Broe is also interested in the issue of illusion vs. reality, focusing on the part the actors’ “doubles” play: These are not just stunt players who have similar builds and can be dressed and made up to impersonate the bankable property, and who can be spotted in nightclubs with other (real) bankable stars, to be photographed for the Hollywood gossip sheets, while the real actor is actually on a bender, or shtupping the pool man or whatever. The “double” role, in fact, is integral to the novel’s plot.

Behind the Blacklist

Broe points to a number of factors that underpinned the Blacklist and why it emerged at that particular moment within the larger anti-Communist and anti-union narrative. One was the emergence of television, which threatened to keep people at home watching entertainment content for free. Another was suburbanization, which removed people from the downtown movie houses. Also, the film industry had lost markets in Eastern Europe—and shortly would lose more in China—owing to the rise of alternative, non-Western social systems there: Anti-Communism was in part a rollback attempt to regain those consumers.
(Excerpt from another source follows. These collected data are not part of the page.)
//! Boundary trait for the bounty ledger contract.
//!
//! Every method is one blocking read (or one submission) against the
//! external ledger. Implementations own transport, signing, and
//! timeouts; the core performs no retries of its own.

use alloy::primitives::{Address, Bytes};

use crate::bounty::BountyType;

/// Gas-limit ceiling applied to every claim submission.
pub const DEFAULT_CLAIM_GAS_LIMIT: u64 = 3_000_000;

/// Submission options forwarded to the ledger contract.
#[derive(Debug, Clone, Copy)]
pub struct ClaimOptions {
    pub gas_limit: u64,
}

impl Default for ClaimOptions {
    fn default() -> Self {
        Self {
            gas_limit: DEFAULT_CLAIM_GAS_LIMIT,
        }
    }
}

/// Receipt of a submitted claim transaction.
#[derive(Debug, Clone, PartialEq, Eq)]
pub struct TxnReceipt {
    pub hash: String,
}

/// Errors from interacting with the ledger contract.
#[derive(Debug, thiserror::Error)]
pub enum LedgerError {
    #[error("ledger read failed: {0}")]
    Read(String),

    #[error("ledger reports unknown bounty type code {code} for issue {issue_id}")]
    UnknownBountyType { issue_id: String, code: u8 },

    #[error("no bounty is registered for issue {issue_id}")]
    UnknownBounty { issue_id: String },

    #[error("claim submission failed: {0}")]
    Submission(String),
}

/// Read/claim surface of the bounty ledger.
///
/// `issue_id` is the opaque remote issue identifier the bounty was
/// minted against, not its display number.
pub trait LedgerContract {
    fn bounty_type(&self, issue_id: &str) -> Result<BountyType, LedgerError>;

    fn bounty_is_open(&self, issue_id: &str) -> Result<bool, LedgerError>;

    /// On-chain address of the bounty escrow for this issue.
    fn bounty_address(&self, issue_id: &str) -> Result<Address, LedgerError>;

    /// Solvency flag; meaningful for ongoing bounties only.
    fn solvent(&self, issue_id: &str) -> Result<bool, LedgerError>;

    /// Whether `claimant` has already claimed an ongoing bounty using
    /// `asset` (a pull-request URL) as the claim key.
    fn ongoing_claimed(
        &self,
        issue_id: &str,
        claimant: &str,
        asset: &str,
    ) -> Result<bool, LedgerError>;

    /// Whether the zero-indexed `tier` of a tiered bounty is claimed.
    fn tier_claimed(&self, issue_id: &str, tier: u64) -> Result<bool, LedgerError>;

    /// Submit the claim. `closer_data` is the ABI-encoded parameter
    /// tuple from [`crate::encode::encode_closer_data`].
    fn claim_bounty(
        &self,
        issue_id: &str,
        payout_address: Address,
        closer_data: &Bytes,
        options: ClaimOptions,
    ) -> Result<TxnReceipt, LedgerError>;
}
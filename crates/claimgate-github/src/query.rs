//! GraphQL query documents.

/// Issue identity plus every cross-reference event, with enough
/// pull-request detail to reconstruct text at merge time: bodies,
/// comments, and their full edit histories.
pub const GET_ISSUE_PR_REFERENCE_DATA: &str = r#"
query GetIssuePrReferenceData($issueUrl: URI!) {
  resource(url: $issueUrl) {
    ... on Issue {
      id
      number
      url
      repository {
        name
        owner {
          login
        }
      }
      timelineItems(first: 100, itemTypes: [CROSS_REFERENCED_EVENT]) {
        nodes {
          ... on CrossReferencedEvent {
            source {
              ... on PullRequest {
                __typename
                url
                merged
                mergedAt
                createdAt
                author {
                  login
                }
                baseRepository {
                  name
                  owner {
                    login
                  }
                }
                bodyText
                userContentEdits(first: 100) {
                  edges {
                    node {
                      createdAt
                      diff
                    }
                  }
                }
                comments(first: 100) {
                  edges {
                    node {
                      bodyText
                      createdAt
                      userContentEdits(first: 100) {
                        edges {
                          node {
                            createdAt
                            diff
                          }
                        }
                      }
                    }
                  }
                }
              }
            }
          }
        }
      }
    }
  }
}
"#;

/// Login of the authenticated caller, issued with the claimant's own
/// oauth credential.
pub const GET_VIEWER: &str = r#"
query GetViewer {
  viewer {
    login
  }
}
"#;
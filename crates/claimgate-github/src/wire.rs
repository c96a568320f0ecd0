//! Tolerant decoding of GraphQL responses into the core timeline model.
//!
//! Payload shapes from the remote API are dynamic; they are validated
//! exactly once here. A timeline node that is not a pull-request
//! cross-reference, or that is missing a required field, decodes to a
//! non-qualifying event rather than failing the whole response.

use chrono::{DateTime, Utc};
use serde::Deserialize;
use serde_json::Value;

use claimgate_core::{
    CandidateComment, EditRecord, Issue, IssueTimeline, PullRequestCandidate, ReferenceSource,
    SourceError, TimelineEvent,
};

/// Top-level GraphQL response envelope.
#[derive(Debug, Deserialize)]
pub struct GraphQlEnvelope {
    #[serde(default)]
    pub data: Option<Value>,
    #[serde(default)]
    pub errors: Vec<GraphQlErrorEntry>,
}

#[derive(Debug, Deserialize)]
pub struct GraphQlErrorEntry {
    #[serde(rename = "type", default)]
    pub kind: String,
    #[serde(default)]
    pub message: String,
}

#[derive(Debug, Deserialize)]
#[serde(rename_all = "camelCase")]
struct IssueResource {
    id: String,
    number: u64,
    url: String,
    repository: RepositoryNode,
    #[serde(default)]
    timeline_items: ConnectionNodes,
}

#[derive(Debug, Deserialize)]
struct RepositoryNode {
    name: String,
    owner: ActorNode,
}

#[derive(Debug, Deserialize)]
struct ActorNode {
    login: String,
}

#[derive(Debug, Default, Deserialize)]
struct ConnectionNodes {
    #[serde(default)]
    nodes: Vec<Value>,
}

#[derive(Debug, Deserialize)]
#[serde(rename_all = "camelCase")]
struct PullRequestNode {
    #[serde(rename = "__typename", default)]
    typename: String,
    url: String,
    merged: bool,
    merged_at: Option<DateTime<Utc>>,
    created_at: DateTime<Utc>,
    author: Option<ActorNode>,
    base_repository: Option<RepositoryNode>,
    #[serde(default)]
    body_text: String,
    #[serde(default)]
    user_content_edits: EditConnection,
    #[serde(default)]
    comments: CommentConnection,
}

#[derive(Debug, Default, Deserialize)]
struct EditConnection {
    #[serde(default)]
    edges: Vec<EditEdge>,
}

#[derive(Debug, Deserialize)]
struct EditEdge {
    node: EditNode,
}

#[derive(Debug, Deserialize)]
#[serde(rename_all = "camelCase")]
struct EditNode {
    created_at: DateTime<Utc>,
    #[serde(default)]
    diff: String,
}

#[derive(Debug, Default, Deserialize)]
struct CommentConnection {
    #[serde(default)]
    edges: Vec<CommentEdge>,
}

#[derive(Debug, Deserialize)]
struct CommentEdge {
    node: CommentNode,
}

#[derive(Debug, Deserialize)]
#[serde(rename_all = "camelCase")]
struct CommentNode {
    #[serde(default)]
    body_text: String,
    created_at: DateTime<Utc>,
    #[serde(default)]
    user_content_edits: EditConnection,
}

/// Decode the issue-reference response into the normalized timeline.
///
/// `data.resource` must be an issue. A null or missing resource means
/// the issue does not exist; a resource of the wrong shape is a decode
/// failure, because the resolver cannot proceed without issue identity.
pub fn decode_issue_timeline(data: &Value) -> Result<IssueTimeline, SourceError> {
    let resource = data.get("resource").filter(|value| !value.is_null()).ok_or(
        SourceError::NotFound,
    )?;
    let resource: IssueResource = serde_json::from_value(resource.clone())
        .map_err(|err| SourceError::Decode(format!("issue resource: {err}")))?;

    let events = resource
        .timeline_items
        .nodes
        .iter()
        .map(decode_timeline_node)
        .collect();

    Ok(IssueTimeline {
        issue: Issue {
            id: resource.id,
            number: resource.number,
            repository_owner: resource.repository.owner.login,
            repository_name: resource.repository.name,
            url: resource.url,
        },
        events,
    })
}

/// Decode the viewer-identity response.
pub fn decode_viewer_login(data: &Value) -> Result<String, SourceError> {
    data.pointer("/viewer/login")
        .and_then(Value::as_str)
        .map(str::to_string)
        .ok_or_else(|| SourceError::Decode("viewer login missing".to_string()))
}

/// Classifier boundary: one timeline node to one normalized event.
///
/// Missing or malformed required fields make the event non-qualifying,
/// never fatal.
fn decode_timeline_node(node: &Value) -> TimelineEvent {
    let Some(source) = node.get("source").filter(|value| !value.is_null()) else {
        return TimelineEvent::Other;
    };

    let candidate = match serde_json::from_value::<PullRequestNode>(source.clone()) {
        Ok(node) if node.typename == "PullRequest" => node,
        Ok(_) => {
            return TimelineEvent::CrossReferenced {
                source: ReferenceSource::Other,
            };
        }
        Err(err) => {
            tracing::debug!(%err, "cross-reference source did not normalize; skipping");
            return TimelineEvent::CrossReferenced {
                source: ReferenceSource::Other,
            };
        }
    };

    let (Some(author), Some(base_repository)) = (candidate.author, candidate.base_repository)
    else {
        tracing::debug!(
            pull_request = %candidate.url,
            "pull request missing author or base repository; skipping"
        );
        return TimelineEvent::CrossReferenced {
            source: ReferenceSource::Other,
        };
    };

    TimelineEvent::CrossReferenced {
        source: ReferenceSource::PullRequest(PullRequestCandidate {
            url: candidate.url,
            author: author.login,
            merged: candidate.merged,
            merged_at: candidate.merged_at,
            created_at: candidate.created_at,
            base_repository_owner: base_repository.owner.login,
            base_repository_name: base_repository.name,
            body_text: candidate.body_text,
            body_edits: normalize_edits(candidate.user_content_edits),
            comments: candidate
                .comments
                .edges
                .into_iter()
                .map(|edge| CandidateComment {
                    body_text: edge.node.body_text,
                    created_at: edge.node.created_at,
                    edits: normalize_edits(edge.node.user_content_edits),
                })
                .collect(),
        }),
    }
}

/// The remote returns edit history newest-first; the core model wants
/// chronological oldest-first.
fn normalize_edits(connection: EditConnection) -> Vec<EditRecord> {
    let mut edits: Vec<EditRecord> = connection
        .edges
        .into_iter()
        .map(|edge| EditRecord {
            edited_at: edge.node.created_at,
            text: edge.node.diff,
        })
        .collect();
    edits.sort_by_key(|edit| edit.edited_at);
    edits
}
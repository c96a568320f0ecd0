use claimgate_github::{sign_token, verify_signed_token};
use serde_json::json;

pub fn run_sign(token: String, secret: String, json_output: bool) {
    let signed = sign_token(&token, &secret);

    if json_output {
        let payload = json!({ "signed_token": signed });
        println!(
            "{}",
            serde_json::to_string_pretty(&payload).expect("payload should serialize")
        );
        return;
    }

    println!("{signed}");
}

pub fn run_verify(signed: String, secret: String, json_output: bool) {
    match verify_signed_token(&signed, &secret) {
        Ok(token) => {
            if json_output {
                let payload = json!({ "valid": true, "token": token });
                println!(
                    "{}",
                    serde_json::to_string_pretty(&payload).expect("payload should serialize")
                );
            } else {
                println!("{token}");
            }
        }
        Err(err) => {
            if json_output {
                println!(
                    "{}",
                    serde_json::to_string_pretty(&err.to_json())
                        .expect("rejection should serialize")
                );
            } else {
                eprintln!("error: {err}");
            }
            std::process::exit(1);
        }
    }
}
//! Closer-data ABI encoding and claimant-id derivation.
//!
//! The closer data is the exact parameter tuple the ledger contract
//! expects when authorizing payout:
//!
//! - Single/Ongoing: `(address, string, address, string)`, carrying
//!   bounty address, claimant login, payout address, claimant asset.
//! - Tiered/Competition: the same four fields plus `uint256` tier
//!   (zero-indexed).

use alloy::dyn_abi::DynSolValue;
use alloy::primitives::{Address, B256, Bytes, U256, keccak256};

use crate::bounty::BountyType;

#[derive(Debug, thiserror::Error)]
pub enum CloserDataError {
    #[error("bounty class {class} requires a claim tier but none was resolved", class = .bounty_type.as_str())]
    MissingTier { bounty_type: BountyType },
}

/// Build the ABI-encoded parameter tuple authorizing payout.
///
/// `tier` must be present for classes whose payload carries it and is
/// ignored otherwise.
pub fn encode_closer_data(
    bounty_type: BountyType,
    bounty_address: Address,
    claimant: &str,
    payout_address: Address,
    claimant_asset: &str,
    tier: Option<u64>,
) -> Result<Bytes, CloserDataError> {
    let mut fields = vec![
        DynSolValue::Address(bounty_address),
        DynSolValue::String(claimant.to_string()),
        DynSolValue::Address(payout_address),
        DynSolValue::String(claimant_asset.to_string()),
    ];

    if bounty_type.payload_carries_tier() {
        let tier = tier.ok_or(CloserDataError::MissingTier { bounty_type })?;
        fields.push(DynSolValue::Uint(U256::from(tier), 256));
    }

    Ok(DynSolValue::Tuple(fields).abi_encode_params().into())
}

/// Unique claim key for a claimant/asset pair:
/// `keccak256(abi.encode(claimant, claimantAsset))`.
pub fn generate_claimant_id(claimant: &str, claimant_asset: &str) -> B256 {
    let encoded = DynSolValue::Tuple(vec![
        DynSolValue::String(claimant.to_string()),
        DynSolValue::String(claimant_asset.to_string()),
    ])
    .abi_encode_params();
    keccak256(encoded)
}

#[cfg(test)]
mod tests {
    use super::*;
    use alloy::dyn_abi::DynSolType;

    fn addr(byte: u8) -> Address {
        Address::repeat_byte(byte)
    }

    #[test]
    fn single_payload_has_four_fields() {
        let data = encode_closer_data(
            BountyType::Single,
            addr(0x11),
            "octocat",
            addr(0x22),
            "https://github.com/acme/widgets/pull/7",
            None,
        )
        .unwrap();

        let decoded = DynSolType::Tuple(vec![
            DynSolType::Address,
            DynSolType::String,
            DynSolType::Address,
            DynSolType::String,
        ])
        .abi_decode_params(&data)
        .unwrap();

        let DynSolValue::Tuple(fields) = decoded else {
            panic!("expected tuple");
        };
        assert_eq!(fields.len(), 4);
        assert_eq!(fields[1], DynSolValue::String("octocat".to_string()));
    }

    #[test]
    fn tiered_payload_appends_tier() {
        let data = encode_closer_data(
            BountyType::Tiered,
            addr(0x11),
            "octocat",
            addr(0x22),
            "https://github.com/acme/widgets/pull/7",
            Some(0),
        )
        .unwrap();

        let decoded = DynSolType::Tuple(vec![
            DynSolType::Address,
            DynSolType::String,
            DynSolType::Address,
            DynSolType::String,
            DynSolType::Uint(256),
        ])
        .abi_decode_params(&data)
        .unwrap();

        let DynSolValue::Tuple(fields) = decoded else {
            panic!("expected tuple");
        };
        assert_eq!(fields.len(), 5);
        assert_eq!(fields[4], DynSolValue::Uint(U256::ZERO, 256));
    }

    #[test]
    fn tiered_payload_without_tier_is_rejected() {
        let err = encode_closer_data(
            BountyType::Competition,
            addr(0x11),
            "octocat",
            addr(0x22),
            "https://github.com/acme/widgets/pull/7",
            None,
        )
        .unwrap_err();
        assert!(matches!(
            err,
            CloserDataError::MissingTier {
                bounty_type: BountyType::Competition
            }
        ));
    }

    #[test]
    fn claimant_id_is_deterministic_and_asset_scoped() {
        let a = generate_claimant_id("octocat", "https://github.com/acme/widgets/pull/7");
        let b = generate_claimant_id("octocat", "https://github.com/acme/widgets/pull/7");
        let c = generate_claimant_id("octocat", "https://github.com/acme/widgets/pull/8");
        assert_eq!(a, b);
        assert_ne!(a, c);
    }
}
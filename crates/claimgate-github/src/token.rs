//! Signed oauth-token validation.
//!
//! Callers present their oauth token as `<token>.<signature>` where
//! the signature is a hex HMAC-SHA256 of the token under a shared
//! secret. The signing party may prefix the cookie payload with `s:`;
//! validation strips it. Tokens that fail verification never reach the
//! remote API.

use hmac::{Hmac, Mac};
use sha2::Sha256;

use claimgate_core::WithdrawalError;

type HmacSha256 = Hmac<Sha256>;

/// Header carrying the signed token on inbound requests.
pub const AUTH_HEADER: &str = "x-authorization";

/// Produce `<token>.<hex signature>` under the shared secret.
pub fn sign_token(token: &str, secret: &str) -> String {
    let mut mac = HmacSha256::new_from_slice(secret.as_bytes())
        .expect("hmac accepts keys of any length");
    mac.update(token.as_bytes());
    let signature = hex::encode(mac.finalize().into_bytes());
    format!("{token}.{signature}")
}

/// Verify a signed token and return the bare oauth token.
pub fn verify_signed_token(signed: &str, secret: &str) -> Result<String, WithdrawalError> {
    let signed = signed.strip_prefix("s:").unwrap_or(signed);
    let Some((token, signature_hex)) = signed.rsplit_once('.') else {
        return Err(WithdrawalError::InvalidOauthTokenSignature);
    };
    if token.is_empty() {
        return Err(WithdrawalError::MissingOauthToken);
    }
    let signature =
        hex::decode(signature_hex).map_err(|_| WithdrawalError::InvalidOauthTokenSignature)?;

    let mut mac = HmacSha256::new_from_slice(secret.as_bytes())
        .expect("hmac accepts keys of any length");
    mac.update(token.as_bytes());
    mac.verify_slice(&signature)
        .map_err(|_| WithdrawalError::InvalidOauthTokenSignature)?;
    Ok(token.to_string())
}

/// Pull the signed token out of a request's header pairs.
pub fn extract_signed_token<'a, I>(headers: I) -> Result<&'a str, WithdrawalError>
where
    I: IntoIterator<Item = (&'a str, &'a str)>,
{
    headers
        .into_iter()
        .find(|(name, _)| name.eq_ignore_ascii_case(AUTH_HEADER))
        .map(|(_, value)| value)
        .filter(|value| !value.is_empty())
        .ok_or(WithdrawalError::MissingOauthToken)
}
In addition, the studio system was drawing to an end, an exploitative set-up whereby actors were virtual peons unable to escape long, seven-year contracts. In one interview Palmer has with Bauer, the studio head admits the Blacklist will save them money, decreasing salaries and sowing suspicion, competitiveness, and servility. And finally, the studios themselves were under attack for their vertical monopolistic control of theaters which created a hierarchy of favored film outlets versus lowly neighborhood houses forced to show the studios’ B films.

Broe also touches on the homophobia of the era, linking the political establishment’s persecution of both the lavender and red persuasions.

In the presumptive Harry Palmer series to come, we will undoubtedly get to know our hero better. As a reader, I felt his heightened urbanity a stretch, at least without some ’splaining, as familiar characters of the era might say. Within the space of a few pages early on, Palmer refers to Rodin’s Gates of Hell, the Borgias, and Hadrian’s Wall, and later on to Millet’s painting The Angelus, not the kind of erudition one might ordinarily expect from a Los Angeles policeman. Had he attended some upper-crust boarding school? Did he minor in art history at college?

In one other aspect, Broe might have been somewhat more true to the Los Angeles of that time: racial diversity. There are Negro (the term used at the time) servants and household help around, but no people of color with even auxiliary roles to play in the story. Although there is sufficient attention played to the Jewish backgrounds of some of the blacklisters and blacklisted both, at a time when there was still widespread anti-Semitism. He might have created space for one or more Japanese-, Chinese-, Filipino-, Mexican- or African-American characters to fill out the cast.

Diligent scholar that he is, Broe appends a bibliographical note to guide readers toward three other sources that helped him to fill out the history of the era: Hard-Boiled Hollywood by Jon Lewis, and Class Struggle in Hollywood and The Final Victim of the Blacklist: John Howard Lawson by Gerald Horne.

Left of Eden
By Dennis Broe
Pathmark Press, 2020


CONTRIBUTOR

Eric A. Gordon
Eric A. Gordon

Eric A. Gordon is the author of a biography of radical American composer Marc Blitzstein, co-author of composer Earl Robinson’s autobiography, and the translator (from Portuguese) of a memoir by Brazilian author Hadasa Cytrynowicz. He holds a doctorate in history from Tulane University. He chaired the Southern California chapter of the National Writers Union, Local 1981 UAW (AFL-CIO) for two terms and is director emeritus of The Workmen's Circle/Arbeter Ring Southern California District. In 2015 he produced “City of the Future,” a CD of Soviet Yiddish songs by Samuel Polonski. He received the Better Lemons "Up Late" Critic Award for 2019, awarded to the most prolific critic.